▶ Work required: Repeat each entry word for word.

[[ Listed entries, beginning ]]

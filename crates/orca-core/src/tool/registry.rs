//! Tool registration table
//!
//! Keeps tools in registration order so definitions reach the model in a
//! stable order. Names are unique: registering a second tool under an
//! existing name is an error.

use std::collections::HashMap;
use std::sync::Arc;

use crate::llm::ToolDefinition;
use crate::tool::Tool;
use crate::{Error, Result};

/// Name to capability table
#[derive(Clone, Default)]
pub struct ToolRegistry {
    tools: Vec<Arc<dyn Tool>>,
    index: HashMap<String, usize>,
}

impl ToolRegistry {
    /// Create a new empty registry
    pub fn new() -> Self {
        Self::default()
    }

    /// Build a registry from a list, rejecting duplicate names
    pub fn from_tools(tools: impl IntoIterator<Item = Arc<dyn Tool>>) -> Result<Self> {
        let mut registry = Self::new();
        for tool in tools {
            registry.register(tool)?;
        }
        Ok(registry)
    }

    /// Register a tool
    ///
    /// # Errors
    /// [`Error::DuplicateTool`] if the name is already taken.
    pub fn register(&mut self, tool: Arc<dyn Tool>) -> Result<()> {
        let name = tool.name().to_string();
        if self.index.contains_key(&name) {
            return Err(Error::DuplicateTool(name));
        }
        self.index.insert(name, self.tools.len());
        self.tools.push(tool);
        Ok(())
    }

    /// Get a tool by name
    pub fn get(&self, name: &str) -> Option<Arc<dyn Tool>> {
        self.index.get(name).map(|&i| Arc::clone(&self.tools[i]))
    }

    /// Tool definitions in registration order
    pub fn definitions(&self) -> Vec<ToolDefinition> {
        self.tools.iter().map(|t| t.definition()).collect()
    }

    /// New registry with only the tools whose name passes the predicate
    pub fn filtered(&self, keep: impl Fn(&str) -> bool) -> Self {
        let mut registry = Self::new();
        for tool in self.tools.iter().filter(|t| keep(t.name())) {
            registry.index.insert(tool.name().to_string(), registry.tools.len());
            registry.tools.push(Arc::clone(tool));
        }
        registry
    }

    /// New registry without the named tools
    pub fn without(&self, names: &[&str]) -> Self {
        self.filtered(|name| !names.contains(&name))
    }

    /// New registry with extra tools appended, rejecting duplicate names
    pub fn extended(&self, extra: impl IntoIterator<Item = Arc<dyn Tool>>) -> Result<Self> {
        let mut registry = self.clone();
        for tool in extra {
            registry.register(tool)?;
        }
        Ok(registry)
    }

    /// Check if a tool is registered
    pub fn contains(&self, name: &str) -> bool {
        self.index.contains_key(name)
    }

    /// Get the number of registered tools
    pub fn len(&self) -> usize {
        self.tools.len()
    }

    /// Check if no tools are registered
    pub fn is_empty(&self) -> bool {
        self.tools.is_empty()
    }

    /// Registered tool names in registration order
    pub fn tool_names(&self) -> Vec<&str> {
        self.tools.iter().map(|t| t.name()).collect()
    }

    /// Iterate over tools in registration order
    pub fn iter(&self) -> impl Iterator<Item = &Arc<dyn Tool>> {
        self.tools.iter()
    }
}

impl std::fmt::Debug for ToolRegistry {
    fn fmt(&self, f: &mut std::fmt::Formatter<'_>) -> std::fmt::Result {
        f.debug_struct("ToolRegistry")
            .field("tools", &self.tool_names())
            .finish()
    }
}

[[ Listed entries, end ]]

▶ Solution to this task:
filename crates/orca-core/src/tool/registry.rs
//! Tool registration table
//!
//! Keeps tools in registration order so definitions reach the model in a
//! stable order. Names are unique: registering a second tool under an
//! existing name is an error.

use std::collections::HashMap;
use std::sync::Arc;

use crate::llm::ToolDefinition;
use crate::tool::Tool;
use crate::{Error, Result};

/// Name to capability table
#[derive(Clone, Default)]
pub struct ToolRegistry {
    tools: Vec<Arc<dyn Tool>>,
    index: HashMap<String, usize>,
}

impl ToolRegistry {
    /// Create a new empty registry
    pub fn new() -> Self {
        Self::default()
    }

    /// Build a registry from a list, rejecting duplicate names
    pub fn from_tools(tools: impl IntoIterator<Item = Arc<dyn Tool>>) -> Result<Self> {
        let mut registry = Self::new();
        for tool in tools {
            registry.register(tool)?;
        }
        Ok(registry)
    }

    /// Register a tool
    ///
    /// # Errors
    /// [`Error::DuplicateTool`] if the name is already taken.
    pub fn register(&mut self, tool: Arc<dyn Tool>) -> Result<()> {
        let name = tool.name().to_string();
        if self.index.contains_key(&name) {
            return Err(Error::DuplicateTool(name));
        }
        self.index.insert(name, self.tools.len());
        self.tools.push(tool);
        Ok(())
    }

    /// Get a tool by name
    pub fn get(&self, name: &str) -> Option<Arc<dyn Tool>> {
        self.index.get(name).map(|&i| Arc::clone(&self.tools[i]))
    }

    /// Tool definitions in registration order
    pub fn definitions(&self) -> Vec<ToolDefinition> {
        self.tools.iter().map(|t| t.definition()).collect()
    }

    /// New registry with only the tools whose name passes the predicate
    pub fn filtered(&self, keep: impl Fn(&str) -> bool) -> Self {
        let mut registry = Self::new();
        for tool in self.tools.iter().filter(|t| keep(t.name())) {
            registry.index.insert(tool.name().to_string(), registry.tools.len());
            registry.tools.push(Arc::clone(tool));
        }
        registry
    }

    /// New registry without the named tools
    pub fn without(&self, names: &[&str]) -> Self {
        self.filtered(|name| !names.contains(&name))
    }

    /// New registry with extra tools appended, rejecting duplicate names
    pub fn extended(&self, extra: impl IntoIterator<Item = Arc<dyn Tool>>) -> Result<Self> {
        let mut registry = self.clone();
        for tool in extra {
            registry.register(tool)?;
        }
        Ok(registry)
    }

    /// Check if a tool is registered
    pub fn contains(&self, name: &str) -> bool {
        self.index.contains_key(name)
    }

    /// Get the number of registered tools
    pub fn len(&self) -> usize {
        self.tools.len()
    }

    /// Check if no tools are registered
    pub fn is_empty(&self) -> bool {
        self.tools.is_empty()
    }

    /// Registered tool names in registration order
    pub fn tool_names(&self) -> Vec<&str> {
        self.tools.iter().map(|t| t.name()).collect()
    }

    /// Iterate over tools in registration order
    pub fn iter(&self) -> impl Iterator<Item = &Arc<dyn Tool>> {
        self.tools.iter()
    }
}

impl std::fmt::Debug for ToolRegistry {
    fn fmt(&self, f: &mut std::fmt::Formatter<'_>) -> std::fmt::Result {
        f.debug_struct("ToolRegistry")
            .field("tools", &self.tool_names())
            .finish()
    }
}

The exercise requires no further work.